まだ赤字先行で、将来に賭ける会社
布や樹脂ではなく、陶器を焼いて作る丈夫なろ過の膜で、過酷な条件のろ過に応える点が最大の特徴。一般のろ過の膜とは、丈夫さと耐える条件が違う。陶器の膜で液体をこす会社の立ち位置にいる。
陶器のろ過の膜とその仕組みの販売が事業の柱。陶器を焼いて作る、目のごく細かい膜で、水や排水から、油やごみ、細かい粒をこし取る。布や樹脂の膜より丈夫で、過酷な条件でも長く使えることを売りにする。船の排ガスを洗った水の浄化や、工場の排水、飲み水の処理などに使われる。膜そのものや、膜を組み込んだろ過の仕組みを、船や工場、自治体へ売る。丈夫な陶器の膜という用途を絞った素材で、難しいろ過の需要に応える形になっている。

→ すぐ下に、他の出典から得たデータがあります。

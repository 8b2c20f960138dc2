//! Hierarchical ownership tree with deterministic teardown.

pub mod disposer;
mod tree;

pub use disposer::{new_disposable, Disposer, DisposerConfig};
//! Centralized error types for the Tether workspace.

use thiserror::Error;

/// Top-level error enum. Variants map to subsystems.
#[derive(Debug, Error)]
#[non_exhaustive]
pub enum TetherError {
    // -- Ownership tree --
    #[error("Parent {0} has already been disposed (or disposal is in progress)")]
    ParentDisposed(String),

    #[error("Resource {0} has already been disposed")]
    AlreadyDisposed(String),

    #[error("Cannot register {0} as a child of itself")]
    SelfRegistration(String),

    #[error("Registering {child} under {parent} would create an ownership cycle")]
    OwnershipCycle { parent: String, child: String },

    #[error("Key {key:?} is already registered under {parent}")]
    DuplicateKey { parent: String, key: String },

    #[error("{} dispose callback(s) panicked: {}", .0.len(), .0.join("; "))]
    DisposeFailed(Vec<String>),

    #[error("{} resource(s) were not disposed:\n{}", .0.len(), .0.join("\n"))]
    LeakedRoots(Vec<String>),

    // -- Access rules --
    #[error("Write access is allowed from the write thread only (current: {0})")]
    NotWriteThread(String),

    #[error("Write action cannot be started while the write thread holds a read token")]
    ReadToWriteUpgrade,

    #[error("Read access is required (current thread: {0})")]
    ReadAccessRequired(String),

    #[error("Read action was cancelled {attempts} time(s) by pending write actions")]
    ReadCancelled { attempts: u32 },

    #[error("Write thread has stopped")]
    WriteThreadStopped,

    // -- Application context --
    #[error("No service registered for {0}")]
    ServiceNotRegistered(&'static str),

    #[error("Configuration error: {0}")]
    Config(String),

    #[error("Internal error: {0}")]
    Internal(String),
}

pub type TetherResult<T> = Result<T, TetherError>;

impl TetherError {
    /// Unrecoverable errors: the process context is broken and should not continue.
    pub fn is_fatal(&self) -> bool {
        matches!(self, Self::ServiceNotRegistered(_) | Self::Internal(_))
    }
}

#[cfg(test)]
mod tests {
    use super::*;

    #[test]
    fn dispose_failed_lists_every_message() {
        let err = TetherError::DisposeFailed(vec!["a: boom".into(), "b: bang".into()]);
        assert_eq!(
            err.to_string(),
            "2 dispose callback(s) panicked: a: boom; b: bang"
        );
    }

    #[test]
    fn service_lookup_is_fatal() {
        assert!(TetherError::ServiceNotRegistered("Foo").is_fatal());
        assert!(!TetherError::WriteThreadStopped.is_fatal());
    }
}
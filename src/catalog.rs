//! Reference catalogs: versioned, read-only ontology tables.
//!
//! A catalog file is a JSON document `{"source": {...}, "rows": [...]}` stored as
//! `<entity>.json` or `<entity>-<organism>.json`, optionally gzip-compressed with a
//! `.gz` suffix. Rows are ordered by preference; when a key occurs twice the later
//! row wins.

use std::collections::{BTreeMap, BTreeSet, HashMap};
use std::fs;
use std::io::Read;

use camino::{Utf8Path, Utf8PathBuf};
use flate2::read::GzDecoder;
use serde::{Deserialize, Serialize};
use tracing::debug;

use crate::domain::{CatalogSource, FieldValue, RecordType, SYNONYMS_FIELD, value_key};
use crate::error::RegistryError;
use crate::synonyms::SynonymTable;

pub type CatalogRow = BTreeMap<String, FieldValue>;

/// Columns kept on projection even though they are relationships, not declared fields.
pub const STRUCTURAL_FIELDS: &[&str] = &["parents"];

/// Catalog column names that differ from record field names.
pub const COLUMN_RENAMES: &[(&str, &str)] = &[("definition", "description")];

#[derive(Debug, Clone, PartialEq, Serialize, Deserialize)]
pub struct CatalogSnapshot {
    pub source: CatalogSource,
    #[serde(default)]
    pub rows: Vec<CatalogRow>,
}

impl CatalogSnapshot {
    pub fn new(source: CatalogSource, rows: Vec<CatalogRow>) -> Self {
        Self { source, rows }
    }

    pub fn columns(&self) -> BTreeSet<&str> {
        self.rows
            .iter()
            .flat_map(|row| row.keys().map(String::as_str))
            .collect()
    }

    pub fn has_column(&self, column: &str) -> bool {
        self.rows.iter().any(|row| row.contains_key(column))
    }

    /// Keeps only the columns `record_type` declares plus [`STRUCTURAL_FIELDS`],
    /// after applying [`COLUMN_RENAMES`].
    pub fn project(&self, record_type: &RecordType) -> CatalogSnapshot {
        let rows = self
            .rows
            .iter()
            .map(|row| {
                row.iter()
                    .map(|(column, value)| (renamed(column), value))
                    .filter(|(column, _)| {
                        record_type.has_field(column) || STRUCTURAL_FIELDS.contains(column)
                    })
                    .map(|(column, value)| (column.to_string(), value.clone()))
                    .collect()
            })
            .collect();
        CatalogSnapshot::new(self.source.clone(), rows)
    }

    /// Values of `column` in row order.
    pub fn column_values(&self, column: &str) -> Vec<String> {
        self.rows
            .iter()
            .filter_map(|row| row.get(column).and_then(value_key))
            .collect()
    }

    /// Rows keyed by `column`; for duplicate keys the last row is kept.
    pub fn rows_by_key(&self, column: &str) -> HashMap<String, &CatalogRow> {
        let mut keyed = HashMap::new();
        for row in &self.rows {
            if let Some(key) = row.get(column).and_then(value_key) {
                keyed.insert(key, row);
            }
        }
        keyed
    }

    /// The catalog's own synonym table over `target_field`, or `None` when the
    /// catalog carries no synonyms column.
    pub fn synonym_table(&self, target_field: &str) -> Option<SynonymTable> {
        if !self.has_column(SYNONYMS_FIELD) {
            return None;
        }
        Some(SynonymTable::from_rows(
            &self.rows,
            target_field,
            SYNONYMS_FIELD,
        ))
    }
}

fn renamed(column: &str) -> &str {
    COLUMN_RENAMES
        .iter()
        .find(|(from, _)| *from == column)
        .map(|(_, to)| *to)
        .unwrap_or(column)
}

pub trait CatalogProvider {
    /// Snapshot of `entity`, sliced by `organism` when given. `Ok(None)` means the
    /// catalog has no data for this entity/organism.
    fn snapshot(
        &self,
        entity: &str,
        organism: Option<&str>,
    ) -> Result<Option<CatalogSnapshot>, RegistryError>;
}

/// Provider without any catalog data.
#[derive(Debug, Clone, Copy, Default)]
pub struct NoCatalog;

impl CatalogProvider for NoCatalog {
    fn snapshot(
        &self,
        _entity: &str,
        _organism: Option<&str>,
    ) -> Result<Option<CatalogSnapshot>, RegistryError> {
        Ok(None)
    }
}

#[derive(Debug, Clone, Default)]
pub struct MemoryCatalog {
    snapshots: HashMap<(String, Option<String>), CatalogSnapshot>,
}

impl MemoryCatalog {
    pub fn new() -> Self {
        Self::default()
    }

    /// Registers `snapshot` under its source entity and organism.
    pub fn insert(&mut self, snapshot: CatalogSnapshot) {
        let key = (
            snapshot.source.entity.clone(),
            snapshot.source.organism.clone(),
        );
        self.snapshots.insert(key, snapshot);
    }

    pub fn with(mut self, snapshot: CatalogSnapshot) -> Self {
        self.insert(snapshot);
        self
    }
}

impl CatalogProvider for MemoryCatalog {
    fn snapshot(
        &self,
        entity: &str,
        organism: Option<&str>,
    ) -> Result<Option<CatalogSnapshot>, RegistryError> {
        let key = (entity.to_string(), organism.map(str::to_string));
        Ok(self.snapshots.get(&key).cloned())
    }
}

/// Catalog files in a directory.
#[derive(Debug, Clone)]
pub struct FileCatalog {
    root: Utf8PathBuf,
}

impl FileCatalog {
    pub fn new(root: impl Into<Utf8PathBuf>) -> Self {
        Self { root: root.into() }
    }

    pub fn root(&self) -> &Utf8Path {
        &self.root
    }

    pub fn file_stem(entity: &str, organism: Option<&str>) -> String {
        match organism {
            Some(organism) => format!("{entity}-{organism}"),
            None => entity.to_string(),
        }
    }

    fn locate(&self, entity: &str, organism: Option<&str>) -> Option<Utf8PathBuf> {
        let stem = Self::file_stem(entity, organism);
        [format!("{stem}.json"), format!("{stem}.json.gz")]
            .into_iter()
            .map(|name| self.root.join(name))
            .find(|path| path.as_std_path().is_file())
    }
}

impl CatalogProvider for FileCatalog {
    fn snapshot(
        &self,
        entity: &str,
        organism: Option<&str>,
    ) -> Result<Option<CatalogSnapshot>, RegistryError> {
        let Some(path) = self.locate(entity, organism) else {
            debug!(entity, ?organism, root = %self.root, "no catalog file");
            return Ok(None);
        };
        debug!(%path, "reading catalog");
        let content = read_catalog_file(&path)?;
        let snapshot = serde_json::from_str(&content)
            .map_err(|err| RegistryError::CatalogParse(format!("{path}: {err}")))?;
        Ok(Some(snapshot))
    }
}

fn read_catalog_file(path: &Utf8Path) -> Result<String, RegistryError> {
    let bytes = fs::read(path.as_std_path())
        .map_err(|err| RegistryError::CatalogRead(format!("{path}: {err}")))?;
    if path.extension() != Some("gz") {
        return String::from_utf8(bytes)
            .map_err(|err| RegistryError::CatalogRead(format!("{path}: {err}")));
    }
    let mut content = String::new();
    GzDecoder::new(bytes.as_slice())
        .read_to_string(&mut content)
        .map_err(|err| RegistryError::CatalogRead(format!("{path}: {err}")))?;
    Ok(content)
}
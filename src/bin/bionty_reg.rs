use std::fs;
use std::process::ExitCode;

use camino::Utf8PathBuf;
use clap::{Args, Parser, Subcommand};
use miette::IntoDiagnostic;
use tracing_subscriber::EnvFilter;

use bionty_registry::catalog::FileCatalog;
use bionty_registry::config::{ConfigLoader, ResolvedConfig};
use bionty_registry::error::RegistryError;
use bionty_registry::output::{JsonOutput, OutputMode, TextOutput};
use bionty_registry::registry::{Registry, ResolveOptions};
use bionty_registry::store::JsonStore;

#[derive(Parser)]
#[command(name = "bionty-reg")]
#[command(about = "Resolve biological labels against a local registry and reference catalogs")]
#[command(version, author)]
struct Cli {
    #[arg(long, global = true)]
    config: Option<String>,

    #[arg(long, global = true)]
    json: bool,

    #[command(subcommand)]
    command: Commands,
}

#[derive(Subcommand)]
enum Commands {
    #[command(about = "Get or create records for a list of values")]
    Resolve(ResolveArgs),
    #[command(about = "List known record types")]
    Types,
}

#[derive(Args)]
struct ResolveArgs {
    record_type: String,

    field: String,

    values: Vec<String>,

    #[arg(long, help = "Read additional values from a file, one per line")]
    values_file: Option<String>,

    #[arg(long)]
    organism: Option<String>,

    #[arg(long)]
    from_catalog: bool,

    #[arg(long, help = "Persist created records to the store")]
    save: bool,

    #[arg(long)]
    store: Option<String>,

    #[arg(long)]
    catalog_dir: Option<String>,
}

fn main() -> ExitCode {
    if let Err(report) = run() {
        eprintln!("{report:?}");
        if let Some(error) = report.downcast_ref::<RegistryError>() {
            return ExitCode::from(map_exit_code(error));
        }
        return ExitCode::from(1);
    }
    ExitCode::SUCCESS
}

fn map_exit_code(error: &RegistryError) -> u8 {
    match error {
        RegistryError::Validation(_)
        | RegistryError::UnknownRecordType(_)
        | RegistryError::AmbiguousScope { .. }
        | RegistryError::MissingConfig => 2,
        RegistryError::StoreQuery(_) | RegistryError::StoreConflict { .. } => 3,
        _ => 1,
    }
}

fn run() -> miette::Result<()> {
    tracing_subscriber::fmt()
        .with_env_filter(EnvFilter::from_default_env())
        .with_target(false)
        .with_writer(std::io::stderr)
        .init();

    let cli = Cli::parse();
    let output_mode = if cli.json {
        OutputMode::Json
    } else {
        OutputMode::Text
    };
    let config = load_config(cli.config.as_deref())?;

    match cli.command {
        Commands::Resolve(args) => run_resolve(args, config, output_mode),
        Commands::Types => {
            let mut types = config.types.iter().collect::<Vec<_>>();
            types.sort_by(|a, b| a.name.cmp(&b.name));
            match output_mode {
                OutputMode::Json => JsonOutput::print_types(&types).into_diagnostic(),
                OutputMode::Text => TextOutput::print_types(&types).into_diagnostic(),
            }
        }
    }
}

fn load_config(path: Option<&str>) -> miette::Result<ResolvedConfig> {
    match ConfigLoader::resolve(path) {
        Ok(config) => Ok(config),
        Err(RegistryError::MissingConfig) => {
            ConfigLoader::resolve_config(Default::default()).map_err(Into::into)
        }
        Err(err) => Err(err.into()),
    }
}

fn run_resolve(
    args: ResolveArgs,
    config: ResolvedConfig,
    output_mode: OutputMode,
) -> miette::Result<()> {
    let store_path = match args.store.map(Utf8PathBuf::from).or(config.store_path) {
        Some(path) => path,
        None => JsonStore::default_path()?,
    };
    let catalog_dir = args
        .catalog_dir
        .map(Utf8PathBuf::from)
        .or(config.catalog_dir)
        .unwrap_or_else(|| Utf8PathBuf::from("catalogs"));

    let store = JsonStore::open(&store_path)?;
    let mut registry = Registry::new(store, FileCatalog::new(catalog_dir))
        .with_types(config.types)
        .with_default_scope(config.organism)
        .with_settings(config.settings);

    let mut values = args.values.into_iter().map(Some).collect::<Vec<_>>();
    if let Some(path) = args.values_file {
        let content = fs::read_to_string(&path)
            .map_err(|err| RegistryError::Filesystem(format!("{path}: {err}")))?;
        values.extend(content.lines().map(|line| Some(line.trim().to_string())));
    }

    let field = registry.field(&args.record_type, &args.field)?;
    let mut options = ResolveOptions::new();
    options.from_catalog = args.from_catalog;
    options.scope = args.organism;

    let mut outcome = registry.get_or_create_records(values, &field, &options)?;
    if args.save {
        outcome.records = registry.save(outcome.records)?;
    }

    match output_mode {
        OutputMode::Json => JsonOutput::print_outcome(&outcome).into_diagnostic(),
        OutputMode::Text => TextOutput::print_outcome(&outcome).into_diagnostic(),
    }
}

大型のろ過の仕組みの受注に売上が偏り、年ごとに大きく振れる弱点を抱える。船向けの需要は、海運の規制や景気に左右される。陶器の膜は値が張り、安い布や樹脂の膜との競争にさらされる。製造の費用や歩留まりに、利幅が左右される。研究や設備の費用がかさみ、赤字に陥りやすい。特定の用途や客に売上が偏りやすい。規模が小さく、需要の谷では損が膨らむ。
配当を出さず、陶器の膜の技術と用途の開拓に重きを置く経営。膜とろ過の仕組みの開発と製造、船や工場への売り込み、製造の費用の管理を進める。陶器のろ過の膜の供給が、運営の中核になっている。
ろ過の膜の需要と、規制、そして製造の費用に依存する。船や工場、自治体が陶器の膜のろ過をどれだけ求めるか、排水や排ガスを厳しく処理する規制が後押しになるか、陶器の膜を作る費用を抑えられるかが、行方を左右する大きな前提になる。
資産 $27M のうち、借金などの負債を引いて株主のものと言えるのは $10M(38%)。
本業は赤字で現金を減らしている段階。手元現金は約1年未満分
無配
配当を出さず、稼いだお金を成長のための投資や借入の返済に充てる段階です。利益を会社の中で再投資して価値を伸ばすことを優先しています。